(Stored items)

== Segment start ==

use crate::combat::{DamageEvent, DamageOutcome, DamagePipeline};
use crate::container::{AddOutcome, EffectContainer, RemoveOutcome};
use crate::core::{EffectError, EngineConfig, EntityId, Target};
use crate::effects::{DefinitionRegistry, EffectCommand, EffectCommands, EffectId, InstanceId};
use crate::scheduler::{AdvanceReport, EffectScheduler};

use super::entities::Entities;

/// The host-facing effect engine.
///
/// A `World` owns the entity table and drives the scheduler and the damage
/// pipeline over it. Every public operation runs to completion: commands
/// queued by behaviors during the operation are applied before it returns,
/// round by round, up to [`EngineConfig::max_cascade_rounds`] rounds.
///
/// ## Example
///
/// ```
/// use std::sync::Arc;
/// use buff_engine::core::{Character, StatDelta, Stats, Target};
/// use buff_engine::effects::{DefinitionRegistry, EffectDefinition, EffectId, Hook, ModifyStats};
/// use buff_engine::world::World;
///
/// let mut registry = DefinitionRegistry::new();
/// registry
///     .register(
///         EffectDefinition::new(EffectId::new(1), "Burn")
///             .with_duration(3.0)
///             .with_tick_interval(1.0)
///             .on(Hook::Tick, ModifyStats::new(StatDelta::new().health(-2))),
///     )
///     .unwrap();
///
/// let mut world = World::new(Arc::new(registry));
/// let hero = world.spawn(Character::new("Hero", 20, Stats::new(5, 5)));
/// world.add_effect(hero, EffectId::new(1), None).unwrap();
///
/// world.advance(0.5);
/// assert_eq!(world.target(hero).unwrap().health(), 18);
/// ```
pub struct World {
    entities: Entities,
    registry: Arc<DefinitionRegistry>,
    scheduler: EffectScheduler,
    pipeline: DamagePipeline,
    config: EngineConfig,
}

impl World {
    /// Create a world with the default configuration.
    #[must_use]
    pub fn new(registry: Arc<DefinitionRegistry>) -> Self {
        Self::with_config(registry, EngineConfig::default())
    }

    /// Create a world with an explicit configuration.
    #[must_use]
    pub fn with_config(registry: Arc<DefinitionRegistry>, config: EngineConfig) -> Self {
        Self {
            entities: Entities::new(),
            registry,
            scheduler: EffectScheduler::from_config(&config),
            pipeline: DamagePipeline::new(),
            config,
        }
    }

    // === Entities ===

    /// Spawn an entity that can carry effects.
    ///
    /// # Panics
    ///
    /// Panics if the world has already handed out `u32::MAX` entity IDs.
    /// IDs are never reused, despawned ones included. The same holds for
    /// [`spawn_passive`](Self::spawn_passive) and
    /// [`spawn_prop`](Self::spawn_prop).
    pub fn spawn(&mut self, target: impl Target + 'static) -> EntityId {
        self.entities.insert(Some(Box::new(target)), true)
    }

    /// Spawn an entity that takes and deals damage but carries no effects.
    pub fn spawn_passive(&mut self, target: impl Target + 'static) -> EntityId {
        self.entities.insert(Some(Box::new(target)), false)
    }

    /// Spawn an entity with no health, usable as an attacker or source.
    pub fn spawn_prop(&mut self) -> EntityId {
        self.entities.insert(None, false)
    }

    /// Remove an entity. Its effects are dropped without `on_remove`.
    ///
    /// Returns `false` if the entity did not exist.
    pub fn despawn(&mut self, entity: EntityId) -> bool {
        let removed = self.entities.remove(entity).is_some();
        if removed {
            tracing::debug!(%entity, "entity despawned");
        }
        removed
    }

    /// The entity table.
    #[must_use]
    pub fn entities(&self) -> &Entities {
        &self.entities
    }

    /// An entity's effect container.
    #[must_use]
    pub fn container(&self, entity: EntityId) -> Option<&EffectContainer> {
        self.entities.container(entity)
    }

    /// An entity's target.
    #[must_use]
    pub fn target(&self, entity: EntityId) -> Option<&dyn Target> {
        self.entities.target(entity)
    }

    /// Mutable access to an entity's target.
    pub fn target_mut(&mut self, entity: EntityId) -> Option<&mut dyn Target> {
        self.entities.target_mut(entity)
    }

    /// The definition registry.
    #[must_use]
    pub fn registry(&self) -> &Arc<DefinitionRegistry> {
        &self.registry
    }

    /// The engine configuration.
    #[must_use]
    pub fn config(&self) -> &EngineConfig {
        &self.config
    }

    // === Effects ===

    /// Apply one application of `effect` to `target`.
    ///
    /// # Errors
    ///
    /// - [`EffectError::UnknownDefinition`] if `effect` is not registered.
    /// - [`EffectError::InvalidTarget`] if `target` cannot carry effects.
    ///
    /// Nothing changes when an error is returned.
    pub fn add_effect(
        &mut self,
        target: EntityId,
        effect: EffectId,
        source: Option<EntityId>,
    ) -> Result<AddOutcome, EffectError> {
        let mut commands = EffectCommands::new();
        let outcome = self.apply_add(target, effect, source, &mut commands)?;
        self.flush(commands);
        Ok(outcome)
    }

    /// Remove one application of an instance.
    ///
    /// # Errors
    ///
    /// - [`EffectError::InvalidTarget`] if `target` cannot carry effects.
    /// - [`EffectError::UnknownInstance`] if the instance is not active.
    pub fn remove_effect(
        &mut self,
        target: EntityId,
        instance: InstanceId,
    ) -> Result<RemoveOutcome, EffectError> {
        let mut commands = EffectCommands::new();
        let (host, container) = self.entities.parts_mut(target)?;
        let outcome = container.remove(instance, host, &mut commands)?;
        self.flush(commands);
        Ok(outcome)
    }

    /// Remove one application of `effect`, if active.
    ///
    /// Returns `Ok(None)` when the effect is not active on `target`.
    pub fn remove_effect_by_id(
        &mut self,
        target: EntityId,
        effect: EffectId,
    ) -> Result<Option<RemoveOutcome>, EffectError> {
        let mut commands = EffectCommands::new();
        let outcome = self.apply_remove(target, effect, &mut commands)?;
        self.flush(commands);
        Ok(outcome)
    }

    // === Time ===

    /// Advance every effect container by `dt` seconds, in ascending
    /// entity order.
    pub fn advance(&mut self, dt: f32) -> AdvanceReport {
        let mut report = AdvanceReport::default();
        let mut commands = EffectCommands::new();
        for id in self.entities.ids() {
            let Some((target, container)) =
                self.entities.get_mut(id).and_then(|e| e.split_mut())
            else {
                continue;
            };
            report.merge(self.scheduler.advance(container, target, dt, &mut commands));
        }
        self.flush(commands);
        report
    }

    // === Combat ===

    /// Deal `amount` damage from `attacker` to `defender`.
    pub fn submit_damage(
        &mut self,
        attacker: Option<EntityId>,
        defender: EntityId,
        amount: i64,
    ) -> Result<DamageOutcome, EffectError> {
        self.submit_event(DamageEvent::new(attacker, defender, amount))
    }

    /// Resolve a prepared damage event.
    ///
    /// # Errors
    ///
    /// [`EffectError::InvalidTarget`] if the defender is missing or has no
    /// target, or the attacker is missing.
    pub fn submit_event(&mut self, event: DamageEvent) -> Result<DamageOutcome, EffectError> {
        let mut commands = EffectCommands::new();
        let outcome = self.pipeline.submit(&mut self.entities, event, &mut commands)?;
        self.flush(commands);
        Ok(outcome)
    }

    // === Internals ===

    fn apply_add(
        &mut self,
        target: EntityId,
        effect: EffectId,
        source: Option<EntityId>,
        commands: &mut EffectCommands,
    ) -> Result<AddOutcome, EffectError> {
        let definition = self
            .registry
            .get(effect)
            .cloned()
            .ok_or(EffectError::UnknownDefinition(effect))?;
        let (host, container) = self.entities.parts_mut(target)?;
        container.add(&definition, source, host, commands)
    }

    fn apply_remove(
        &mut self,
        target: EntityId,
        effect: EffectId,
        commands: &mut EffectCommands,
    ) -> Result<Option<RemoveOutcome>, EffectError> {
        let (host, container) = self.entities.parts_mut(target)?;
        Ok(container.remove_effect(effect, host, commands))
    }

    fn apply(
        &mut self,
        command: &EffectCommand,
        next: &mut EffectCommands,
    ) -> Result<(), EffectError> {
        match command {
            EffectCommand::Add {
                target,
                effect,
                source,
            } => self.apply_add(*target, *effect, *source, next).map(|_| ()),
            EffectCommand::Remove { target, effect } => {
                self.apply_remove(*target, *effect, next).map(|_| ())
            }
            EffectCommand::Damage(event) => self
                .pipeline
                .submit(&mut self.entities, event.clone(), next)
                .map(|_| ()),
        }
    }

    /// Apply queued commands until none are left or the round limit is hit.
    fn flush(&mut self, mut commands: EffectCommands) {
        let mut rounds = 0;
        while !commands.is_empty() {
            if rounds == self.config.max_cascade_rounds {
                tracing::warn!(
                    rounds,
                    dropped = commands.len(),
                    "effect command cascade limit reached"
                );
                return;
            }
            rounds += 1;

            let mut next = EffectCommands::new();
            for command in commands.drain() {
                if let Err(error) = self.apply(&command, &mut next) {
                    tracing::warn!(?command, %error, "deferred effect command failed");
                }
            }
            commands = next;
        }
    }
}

== Segment end ==
== Segment start ==

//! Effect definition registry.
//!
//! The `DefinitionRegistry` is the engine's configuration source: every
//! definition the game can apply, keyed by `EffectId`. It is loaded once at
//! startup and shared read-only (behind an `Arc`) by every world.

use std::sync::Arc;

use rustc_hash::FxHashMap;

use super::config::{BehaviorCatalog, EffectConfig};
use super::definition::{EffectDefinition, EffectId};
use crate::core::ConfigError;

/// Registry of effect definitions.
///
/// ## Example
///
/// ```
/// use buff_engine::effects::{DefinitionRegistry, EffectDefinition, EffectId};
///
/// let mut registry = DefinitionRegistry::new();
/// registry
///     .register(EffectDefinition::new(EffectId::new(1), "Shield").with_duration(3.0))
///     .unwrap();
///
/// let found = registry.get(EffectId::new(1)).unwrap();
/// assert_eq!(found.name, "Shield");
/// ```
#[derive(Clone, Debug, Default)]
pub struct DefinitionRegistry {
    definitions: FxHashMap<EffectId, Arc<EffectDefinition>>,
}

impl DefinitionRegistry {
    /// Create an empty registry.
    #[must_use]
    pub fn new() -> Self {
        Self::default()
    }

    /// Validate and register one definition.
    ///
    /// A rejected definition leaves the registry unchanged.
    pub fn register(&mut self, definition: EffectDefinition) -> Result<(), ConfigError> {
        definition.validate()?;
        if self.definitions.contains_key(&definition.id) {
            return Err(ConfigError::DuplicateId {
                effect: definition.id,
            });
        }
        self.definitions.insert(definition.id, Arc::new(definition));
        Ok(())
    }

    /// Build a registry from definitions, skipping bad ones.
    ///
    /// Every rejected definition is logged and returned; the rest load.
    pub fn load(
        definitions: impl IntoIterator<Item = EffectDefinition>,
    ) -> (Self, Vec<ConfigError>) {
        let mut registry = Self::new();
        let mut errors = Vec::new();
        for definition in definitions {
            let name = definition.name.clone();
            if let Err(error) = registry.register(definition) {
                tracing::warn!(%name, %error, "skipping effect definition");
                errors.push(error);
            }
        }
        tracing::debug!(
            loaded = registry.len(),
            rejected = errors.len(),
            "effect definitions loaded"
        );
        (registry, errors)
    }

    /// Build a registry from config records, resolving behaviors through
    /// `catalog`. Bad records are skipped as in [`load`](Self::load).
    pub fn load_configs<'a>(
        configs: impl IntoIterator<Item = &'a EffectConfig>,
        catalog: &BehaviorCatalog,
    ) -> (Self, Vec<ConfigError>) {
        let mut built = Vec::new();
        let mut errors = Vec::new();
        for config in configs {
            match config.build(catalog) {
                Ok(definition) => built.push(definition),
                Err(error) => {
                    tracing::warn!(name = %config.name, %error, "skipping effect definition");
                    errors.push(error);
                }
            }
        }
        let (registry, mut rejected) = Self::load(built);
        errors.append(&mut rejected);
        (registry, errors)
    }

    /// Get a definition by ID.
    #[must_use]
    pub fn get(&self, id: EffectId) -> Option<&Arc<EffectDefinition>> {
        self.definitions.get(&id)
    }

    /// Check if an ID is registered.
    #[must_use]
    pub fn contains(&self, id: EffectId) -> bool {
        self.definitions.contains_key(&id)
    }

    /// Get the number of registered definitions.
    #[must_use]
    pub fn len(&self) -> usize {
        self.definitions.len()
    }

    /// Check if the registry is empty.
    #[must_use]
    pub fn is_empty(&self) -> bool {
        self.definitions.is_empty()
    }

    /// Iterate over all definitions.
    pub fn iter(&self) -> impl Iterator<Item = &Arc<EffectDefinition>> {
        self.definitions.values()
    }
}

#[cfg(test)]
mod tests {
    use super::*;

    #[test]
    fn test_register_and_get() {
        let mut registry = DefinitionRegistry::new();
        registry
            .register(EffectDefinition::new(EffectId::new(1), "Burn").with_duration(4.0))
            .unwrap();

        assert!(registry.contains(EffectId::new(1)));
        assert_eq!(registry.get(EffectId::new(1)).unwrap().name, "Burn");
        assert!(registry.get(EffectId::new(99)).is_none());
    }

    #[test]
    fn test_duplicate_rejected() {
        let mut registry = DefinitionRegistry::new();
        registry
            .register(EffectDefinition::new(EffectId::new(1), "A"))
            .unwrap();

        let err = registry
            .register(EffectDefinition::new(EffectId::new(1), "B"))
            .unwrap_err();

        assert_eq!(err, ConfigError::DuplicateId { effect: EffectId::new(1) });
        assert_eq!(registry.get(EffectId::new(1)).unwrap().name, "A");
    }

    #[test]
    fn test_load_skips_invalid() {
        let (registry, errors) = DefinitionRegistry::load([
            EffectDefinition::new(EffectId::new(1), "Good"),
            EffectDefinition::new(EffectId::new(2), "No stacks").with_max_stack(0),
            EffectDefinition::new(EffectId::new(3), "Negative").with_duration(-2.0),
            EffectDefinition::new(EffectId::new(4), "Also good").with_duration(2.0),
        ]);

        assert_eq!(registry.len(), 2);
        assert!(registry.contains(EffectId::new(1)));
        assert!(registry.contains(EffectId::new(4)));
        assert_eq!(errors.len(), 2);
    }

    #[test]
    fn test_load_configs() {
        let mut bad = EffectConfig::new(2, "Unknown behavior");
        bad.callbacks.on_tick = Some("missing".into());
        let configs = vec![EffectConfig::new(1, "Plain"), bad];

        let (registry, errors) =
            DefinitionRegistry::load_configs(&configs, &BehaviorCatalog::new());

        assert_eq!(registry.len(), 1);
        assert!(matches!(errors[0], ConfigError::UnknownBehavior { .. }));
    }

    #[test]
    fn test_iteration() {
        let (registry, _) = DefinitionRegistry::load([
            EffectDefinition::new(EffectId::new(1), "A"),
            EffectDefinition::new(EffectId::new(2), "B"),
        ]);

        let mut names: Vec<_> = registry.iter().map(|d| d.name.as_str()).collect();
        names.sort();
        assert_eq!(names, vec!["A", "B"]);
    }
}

== Segment end ==

● **EXERCISE INSTRUCTIONS**
Scan the records above for the word "DuplicateId". Copy each line that has it.

● **EXPECTED OUTPUT**
            return Err(ConfigError::DuplicateId {
        assert_eq!(err, ConfigError::DuplicateId { effect: EffectId::new(1) });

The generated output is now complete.